## Collected data entries
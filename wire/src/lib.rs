//! Shared wire model and JSON codec for the chat relay transport.
//!
//! This crate owns the wire representation the client uses when talking to
//! the relay. Every websocket frame is a JSON text message shaped as an
//! `{ "event": ..., "data": ... }` envelope; payload field names match what
//! the relay expects on the wire (`roomId` in particular), so the serde
//! attributes here are the single source of truth for the contract.

use serde::{Deserialize, Serialize};

/// Error returned by [`decode_event`].
#[derive(Debug, thiserror::Error)]
pub enum CodecError {
    /// The frame text is not a well-formed envelope, or names an unknown
    /// event.
    #[error("failed to decode wire event: {0}")]
    Decode(#[from] serde_json::Error),
}

/// A single chat message as carried on the wire.
///
/// Messages are ephemeral: they live in memory for the duration of an open
/// room session and are never persisted on either end.
#[derive(Clone, Debug, PartialEq, Eq, Serialize, Deserialize)]
pub struct ChatMessage {
    /// Sender's client identifier.
    pub user: String,
    /// Message text; may be empty when only media is attached.
    #[serde(default)]
    pub message: String,
    /// Room the message belongs to. Receivers drop messages whose room does
    /// not match the one they joined.
    #[serde(rename = "roomId", default, skip_serializing_if = "Option::is_none")]
    pub room_id: Option<String>,
    /// Image payload as a base64 data URL.
    #[serde(default, skip_serializing_if = "Option::is_none")]
    pub image: Option<String>,
    /// Audio payload as a base64 data URL.
    #[serde(default, skip_serializing_if = "Option::is_none")]
    pub audio: Option<String>,
}

impl ChatMessage {
    /// Build a plain text message bound to a room.
    #[must_use]
    pub fn text(user: &str, room_id: &str, message: &str) -> Self {
        Self {
            user: user.to_owned(),
            message: message.to_owned(),
            room_id: Some(room_id.to_owned()),
            image: None,
            audio: None,
        }
    }

    /// Whether the message carries an image or audio payload.
    #[must_use]
    pub fn has_media(&self) -> bool {
        self.image.is_some() || self.audio.is_some()
    }
}

/// A single frame on the relay transport.
#[derive(Clone, Debug, PartialEq, Eq, Serialize, Deserialize)]
#[serde(tag = "event", content = "data", rename_all = "snake_case")]
pub enum Event {
    /// Client request to join a room by code. Sent once per connection,
    /// immediately after the websocket opens.
    JoinRoom(String),
    /// Client-originated message publish.
    SendMessage(ChatMessage),
    /// Relay-originated message delivery to room members.
    ReceiveMessage(ChatMessage),
}

/// Encode an event into a JSON text frame.
#[must_use]
pub fn encode_event(event: &Event) -> String {
    // Serializing the envelope cannot fail: every field is a string, an
    // option of strings, or a struct of the same.
    serde_json::to_string(event).unwrap_or_default()
}

/// Decode a JSON text frame into an event.
///
/// # Errors
///
/// Returns [`CodecError::Decode`] for malformed JSON, a missing `event` or
/// `data` field, or an event name the client does not know.
pub fn decode_event(text: &str) -> Result<Event, CodecError> {
    Ok(serde_json::from_str(text)?)
}

#[cfg(test)]
#[path = "lib_test.rs"]
mod tests;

## PROBLEM DESCRIPTION
In the entries above, identify every line with the string "websocket".

## ANSWER
//! the relay. Every websocket frame is a JSON text message shaped as an
    /// immediately after the websocket opens.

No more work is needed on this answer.